Saved entries
^^^^^^^^^^^^^^^^

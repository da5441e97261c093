//! # Configuration Documents
//!
//! The node-type configuration in its wire shape:
//!
//! ```json
//! {
//!   "nodeTypes": { "vm": { "label": "VM", "color": "#4ade80", "icon": "▣",
//!                          "props": { "cpu": { "type": "select", "label": "CPU",
//!                                              "default": "2 vCPU", "options": ["..."] } } } },
//!   "rules": { "network": ["vm"] }
//! }
//! ```
//!
//! Field kinds are `text`, `number`, `select` and `multiselect`.
//!
//! Importing never rejects a document for semantic problems; `lint` reports
//! them so the caller can decide what to surface.

use crate::{
    NodeType, PropertyDefinition, PropertyKind, PropertyValue, RuleTable, TopologyError,
    TypeRegistry,
};
use indexmap::IndexMap;
use serde::{Deserialize, Serialize};
use std::fmt;

// =============================================================================
// DOCUMENTS
// =============================================================================

/// A complete configuration: every node kind plus the rule table.
#[derive(Debug, Clone, PartialEq, Serialize, Deserialize)]
pub struct TopologyConfig {
    #[serde(rename = "nodeTypes")]
    pub node_types: TypeRegistry,
    pub rules: RuleTable,
}

/// A configuration import. Absent sections are left untouched.
#[derive(Debug, Clone, Default, PartialEq, Serialize, Deserialize)]
pub struct ConfigPatch {
    #[serde(rename = "nodeTypes", default, skip_serializing_if = "Option::is_none")]
    pub node_types: Option<TypeRegistry>,
    #[serde(default, skip_serializing_if = "Option::is_none")]
    pub rules: Option<RuleTable>,
}

impl From<TopologyConfig> for ConfigPatch {
    fn from(config: TopologyConfig) -> Self {
        Self {
            node_types: Some(config.node_types),
            rules: Some(config.rules),
        }
    }
}

impl TopologyConfig {
    /// Parse a configuration document from JSON text.
    pub fn from_json_str(text: &str) -> Result<Self, TopologyError> {
        serde_json::from_str(text).map_err(|e| TopologyError::InvalidConfig(e.to_string()))
    }

    /// Render the document as pretty-printed JSON.
    pub fn to_json_pretty(&self) -> Result<String, TopologyError> {
        serde_json::to_string_pretty(self)
            .map_err(|e| TopologyError::SerializationError(e.to_string()))
    }

    /// Report semantic problems without rejecting the document.
    #[must_use]
    pub fn lint(&self) -> Vec<ConfigIssue> {
        let mut issues = Vec::new();

        for (key, node_type) in self.node_types.iter() {
            for (name, def) in &node_type.properties {
                lint_property(key, name, def, &mut issues);
            }
        }

        for (parent, children) in self.rules.iter() {
            if !self.node_types.contains(parent) {
                issues.push(ConfigIssue::UnknownRuleParent {
                    parent: parent.clone(),
                });
            }
            for child in children {
                if !self.node_types.contains(child) {
                    issues.push(ConfigIssue::UnknownRuleChild {
                        parent: parent.clone(),
                        child: child.clone(),
                    });
                }
            }
        }

        issues
    }
}

fn lint_property(type_key: &str, name: &str, def: &PropertyDefinition, issues: &mut Vec<ConfigIssue>) {
    let field = || (type_key.to_string(), name.to_string());

    if def.kind.is_choice() && def.options.is_empty() {
        let (type_key, property) = field();
        issues.push(ConfigIssue::MissingOptions { type_key, property });
    }

    match (def.kind, &def.default) {
        (PropertyKind::SingleChoice, Some(PropertyValue::Text(s) | PropertyValue::Choice(s)))
            if !def.options.is_empty() && !def.options.contains(s) =>
        {
            let (type_key, property) = field();
            issues.push(ConfigIssue::DefaultNotAnOption {
                type_key,
                property,
                value: s.clone(),
            });
        }
        (PropertyKind::MultiChoice, Some(PropertyValue::Choices(list))) => {
            if let Some(bad) = list
                .iter()
                .find(|s| !def.options.is_empty() && !def.options.contains(*s))
            {
                let (type_key, property) = field();
                issues.push(ConfigIssue::DefaultNotAnOption {
                    type_key,
                    property,
                    value: bad.clone(),
                });
            }
        }
        (PropertyKind::MultiChoice, Some(_)) => {
            let (type_key, property) = field();
            issues.push(ConfigIssue::MultiChoiceDefaultNotList { type_key, property });
        }
        _ => {}
    }
}

// =============================================================================
// LINT FINDINGS
// =============================================================================

/// A non-fatal problem found in a configuration document.
#[derive(Debug, Clone, PartialEq, Eq, Serialize)]
#[serde(tag = "issue", rename_all = "snake_case")]
pub enum ConfigIssue {
    UnknownRuleParent { parent: String },
    UnknownRuleChild { parent: String, child: String },
    MissingOptions { type_key: String, property: String },
    DefaultNotAnOption { type_key: String, property: String, value: String },
    MultiChoiceDefaultNotList { type_key: String, property: String },
}

impl fmt::Display for ConfigIssue {
    fn fmt(&self, f: &mut fmt::Formatter<'_>) -> fmt::Result {
        match self {
            Self::UnknownRuleParent { parent } => {
                write!(f, "rule parent '{}' is not a registered type", parent)
            }
            Self::UnknownRuleChild { parent, child } => {
                write!(f, "rule '{}' allows unregistered child type '{}'", parent, child)
            }
            Self::MissingOptions { type_key, property } => {
                write!(f, "{}.{}: choice field has no options", type_key, property)
            }
            Self::DefaultNotAnOption {
                type_key,
                property,
                value,
            } => write!(
                f,
                "{}.{}: default '{}' is not among the options",
                type_key, property, value
            ),
            Self::MultiChoiceDefaultNotList { type_key, property } => {
                write!(f, "{}.{}: multiselect default must be a list", type_key, property)
            }
        }
    }
}

// =============================================================================
// BUILT-IN DEFAULT
// =============================================================================

fn text(label: &str, default: &str) -> PropertyDefinition {
    PropertyDefinition::new(PropertyKind::Text, label)
        .with_default(PropertyValue::Text(default.to_string()))
}

fn select(label: &str, default: &str, options: &[&str]) -> PropertyDefinition {
    PropertyDefinition::new(PropertyKind::SingleChoice, label)
        .with_default(PropertyValue::Choice(default.to_string()))
        .with_options(options.iter().copied())
}

impl Default for TopologyConfig {
    /// Networks containing VMs containing storage.
    fn default() -> Self {
        let network = NodeType::new("Network", "#38bdf8", "⬡")
            .with_property("cidr", text("CIDR Block", "10.0.0.0/24"))
            .with_property(
                "vlan",
                PropertyDefinition::new(PropertyKind::Number, "VLAN ID")
                    .with_default(PropertyValue::empty()),
            )
            .with_property("gateway", text("Gateway", ""))
            .with_property(
                "zone",
                select("Zone", "private", &["private", "public", "dmz", "management"]),
            );

        let vm = NodeType::new("VM", "#4ade80", "▣")
            .with_property(
                "cpu",
                select(
                    "CPU",
                    "2 vCPU",
                    &["1 vCPU", "2 vCPU", "4 vCPU", "8 vCPU", "16 vCPU", "32 vCPU"],
                ),
            )
            .with_property(
                "ram",
                select(
                    "RAM",
                    "4 GB",
                    &["512 MB", "1 GB", "2 GB", "4 GB", "8 GB", "16 GB", "32 GB", "64 GB"],
                ),
            )
            .with_property(
                "os",
                select(
                    "OS",
                    "Ubuntu 22.04",
                    &[
                        "Ubuntu 24.04",
                        "Ubuntu 22.04",
                        "Debian 12",
                        "Debian 11",
                        "CentOS Stream 9",
                        "Rocky Linux 9",
                        "AlmaLinux 9",
                        "Windows Server 2022",
                        "Windows Server 2019",
                    ],
                ),
            )
            .with_property("ip", text("IP Address", ""))
            .with_property(
                "roles",
                PropertyDefinition::new(PropertyKind::MultiChoice, "Ansible Roles")
                    .with_default(PropertyValue::Choices(Vec::new()))
                    .with_options([
                        "common",
                        "security-baseline",
                        "ufw",
                        "fail2ban",
                        "nginx",
                        "apache2",
                        "caddy",
                        "docker",
                        "containerd",
                        "kubernetes-node",
                        "postgresql",
                        "mysql",
                        "mariadb",
                        "mongodb",
                        "redis",
                        "elasticsearch",
                        "kafka",
                        "rabbitmq",
                        "prometheus-node-exporter",
                        "grafana-agent",
                        "certbot",
                        "vault-agent",
                        "consul-agent",
                    ]),
            );

        let storage = NodeType::new("Storage", "#fbbf24", "◬")
            .with_property(
                "size",
                select(
                    "Size",
                    "100 GB",
                    &["10 GB", "50 GB", "100 GB", "500 GB", "1 TB", "5 TB"],
                ),
            )
            .with_property(
                "type",
                select("Type", "SSD", &["SSD", "NVMe", "HDD", "Object", "NFS"]),
            )
            .with_property(
                "replication",
                select("Replication", "none", &["none", "2x", "3x", "geo-redundant"]),
            );

        let mut types = IndexMap::new();
        types.insert("network".to_string(), network);
        types.insert("vm".to_string(), vm);
        types.insert("storage".to_string(), storage);

        let mut rules = RuleTable::new();
        rules.set_allowed("network", ["vm"]);
        rules.set_allowed("vm", ["storage"]);

        Self {
            node_types: TypeRegistry::from_types(types),
            rules,
        }
    }
}

// =============================================================================
// TESTS
// =============================================================================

^^^^^^^^^^^^^^^^

■ **What the task asks**
From the entries above, show each line that includes the string "match".

■ **Answer space**
    match (def.kind, &def.default) {
        match self {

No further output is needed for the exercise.